Meaning of life - to me changes as I understand reality better. That’s all. My meaning may not be your meaning. I don’t see why this isn’t a personal subjective question. This seems very obvious to me.

Where am I going? - I’m going down a path that I am choosing for myself in reaction to what I’ve learned about myself and what I expect to come up in the future. I believe that is what we are all doing.

What “no about life’s mysteries” are you talking about? Really don’t know what you’re referencing here.

Atheists can be pinned down about individual questions about themselves. You just have to ask. But as a group - this was addressed earlier.

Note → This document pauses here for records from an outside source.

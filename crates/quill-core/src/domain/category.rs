use chrono::{DateTime, Utc};
use serde::{Deserialize, Serialize};
use uuid::Uuid;

use crate::error::DomainError;

pub const NAME_MIN: usize = 2;
pub const NAME_MAX: usize = 50;

/// Category entity - groups posts under a named, colored label.
#[derive(Debug, Clone, PartialEq, Eq, Serialize, Deserialize)]
#[serde(rename_all = "camelCase")]
pub struct Category {
    #[serde(rename = "_id")]
    pub id: Uuid,
    pub name: String,
    pub slug: String,
    #[serde(skip_serializing_if = "Option::is_none")]
    pub description: Option<String>,
    #[serde(skip_serializing_if = "Option::is_none")]
    pub color: Option<String>,
    pub created_at: DateTime<Utc>,
    pub updated_at: DateTime<Utc>,
}

/// Category edits. `None` leaves the stored value untouched.
#[derive(Debug, Clone, Default)]
pub struct CategoryChanges {
    pub name: Option<String>,
    pub description: Option<String>,
    pub color: Option<String>,
}

/// Build a URL-safe slug from a category name.
///
/// Letters are lowercased, anything outside `[a-z0-9]` that is not whitespace
/// or a hyphen is dropped, and runs of whitespace/hyphens become a single `-`.
/// The result never starts or ends with a hyphen.
pub fn slugify(text: &str) -> String {
    let mut slug = String::with_capacity(text.len());
    let mut pending_separator = false;

    for c in text.chars().flat_map(char::to_lowercase) {
        if c.is_ascii_alphanumeric() {
            if pending_separator && !slug.is_empty() {
                slug.push('-');
            }
            pending_separator = false;
            slug.push(c);
        } else if c.is_whitespace() || c == '-' {
            pending_separator = true;
        }
    }

    slug
}

fn is_hex_color(color: &str) -> bool {
    color.len() == 7
        && color.starts_with('#')
        && color[1..].chars().all(|c| c.is_ascii_hexdigit())
}

impl Category {
    pub fn new(name: &str, description: Option<String>, color: Option<String>) -> Self {
        let now = Utc::now();
        let name = name.trim().to_string();
        Self {
            id: Uuid::new_v4(),
            slug: slugify(&name),
            name,
            description,
            color,
            created_at: now,
            updated_at: now,
        }
    }

    /// Apply edits; the slug follows the name only when a name is supplied.
    pub fn apply(&mut self, changes: CategoryChanges) {
        if let Some(name) = changes.name {
            self.name = name.trim().to_string();
            self.slug = slugify(&self.name);
        }
        if let Some(description) = changes.description {
            self.description = Some(description);
        }
        if let Some(color) = changes.color {
            self.color = Some(color);
        }
        self.updated_at = Utc::now();
    }

    pub fn validate(&self) -> Result<(), DomainError> {
        let len = self.name.chars().count();
        if !(NAME_MIN..=NAME_MAX).contains(&len) {
            return Err(DomainError::Validation(format!(
                "Name must be between {NAME_MIN} and {NAME_MAX} characters"
            )));
        }
        if let Some(color) = &self.color {
            if !is_hex_color(color) {
                return Err(DomainError::Validation(
                    "Color must be a valid hex color".to_string(),
                ));
            }
        }
        Ok(())
    }
}

#[cfg(test)]
mod tests {
    use super::*;

    fn assert_slug_shape(slug: &str) {
        assert!(
            slug.chars()
                .all(|c| c.is_ascii_lowercase() || c.is_ascii_digit() || c == '-'),
            "unexpected character in {slug:?}"
        );
        assert!(!slug.contains("--"), "double hyphen in {slug:?}");
    }

    #[test]
    fn test_slugify_examples() {
        assert_eq!(slugify("Web Development"), "web-development");
        assert_eq!(slugify("C++ & Rust"), "c-rust");
        assert_eq!(slugify("Tips -- and   Tricks"), "tips-and-tricks");
        assert_eq!(slugify("snake_case name"), "snakecase-name");
        assert_eq!(slugify("  Padded  "), "padded");
        assert_eq!(slugify("Café au lait"), "caf-au-lait");
    }

    #[test]
    fn test_slug_shape_holds_for_awkward_names() {
        let names = [
            "Hello, World!",
            "---",
            "a - - b",
            "ÜBER cool\t\ttabs",
            "2024: Year in Review",
            "multi\nline\r\nname",
            "__init__",
        ];
        for name in names {
            assert_slug_shape(&slugify(name));
        }
    }

    #[test]
    fn test_new_computes_slug() {
        let category = Category::new(" Machine Learning ", None, Some("#A1B2C3".into()));
        assert_eq!(category.name, "Machine Learning");
        assert_eq!(category.slug, "machine-learning");
        assert!(category.validate().is_ok());
    }

    #[test]
    fn test_apply_without_name_keeps_slug() {
        let mut category = Category::new("Rust", None, None);
        category.apply(CategoryChanges {
            description: Some("Systems".into()),
            ..Default::default()
        });
        assert_eq!(category.slug, "rust");
        assert_eq!(category.description.as_deref(), Some("Systems"));

        category.apply(CategoryChanges {
            name: Some("Rust Lang".into()),
            ..Default::default()
        });
        assert_eq!(category.slug, "rust-lang");
    }

    #[test]
    fn test_validate_color() {
        let category = Category::new("Design", None, Some("red".into()));
        assert_eq!(
            category.validate(),
            Err(DomainError::Validation(
                "Color must be a valid hex color".to_string()
            ))
        );
    }
}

I wouldn’t say “it’s all unknowable”, just that we currently do not know up to a point. Science has made understand reality a lot clearer, just that there are areas that it can not study yet. That is where we can say, we don’t know yet. Key word, YET. Proposing a solution that is indistinguishable from just not there, is not an answer that is satisfactory for some people.
 
“It is the** spirit** that gives life, while the** flesh** is of no avail. The words I have spoken to you are spirit and life.” John 6:63

But a natural man does not accept the things of the Spirit of God, for they are foolishness to him; and he cannot understand them, because they are **spiritually **appraised. 1 Corinthians 2:14

For the** mind of the flesh** is death; but the mind of the Spirit is life and peace:
Romans 8:6

The flesh (Human Reason) is of no avail in trying to understand the** Supernatural** .
Ok those points appear to be related but are all taken from different conversations it appears. What I am asking for is for the full text that the original quote was taken from. Then I can understand the context. I don’t want to be accused of quote mining or taking a passage out of context.
 
No, no I don’t. It’s like not believing that someone ran into a fairy yesterday.
But a natural man does not accept the things of the Spirit of God, for they are foolishness to him; and he cannot understand them, because they are spiritually appraised. 1 Corinthians 2:14
 
Ok those points appear to be related but are all taken from different conversations it appears. What I am asking for is for the full text that the original quote was taken from. Then I can understand the context. I don’t want to be accused of quote mining or taking a passage out of context.
The context of that is… John 6 where Jesus is trying to explain why one must drink his blood, and eat his flesh… but it can only be understood in a Supernatural way.
 
But a natural man does not accept the things of the Spirit of God, for they are foolishness to him; and he cannot understand them, because they are spiritually appraised. 1 Corinthians 2:14
Either supernatural manifests in reality it some detectable way or it doesn’t. If it doesn’t it is no different than just not being there. How are people that are claiming that an event involved supernatural intervention able to show the difference between that event and an event that does not have supernatural intervention? It has to manifest in reality in some detectable way. Just stating that you believe that is only telling me that you believe that. I’m trying to communicate to you that is not enough for someone that did not witness the event as first person. Even if I did witness the event in first person that still does not mean that I am justified in concluding that event was supernatural in nature. I’d have to run some more tests to see what caused it. This type of arguement is the the pathway for sudomedicine and healing crystals and all that other such justification. Once we’ve learned how it works and that it works, the sudomedicine just becomes…medicine. Once we’ve learned how it works and that it works for the supernatural it just becomes…reality.
 
The context of that is… John 6 where Jesus is trying to explain why one must drink his blood, and eat his flesh… but it can only be understood in a Supernatural way.
OK to bible quotes: quoting the bible doesn’t really put any weight in an argument for me because it was biblical. Either the points stand on their own or they don’t.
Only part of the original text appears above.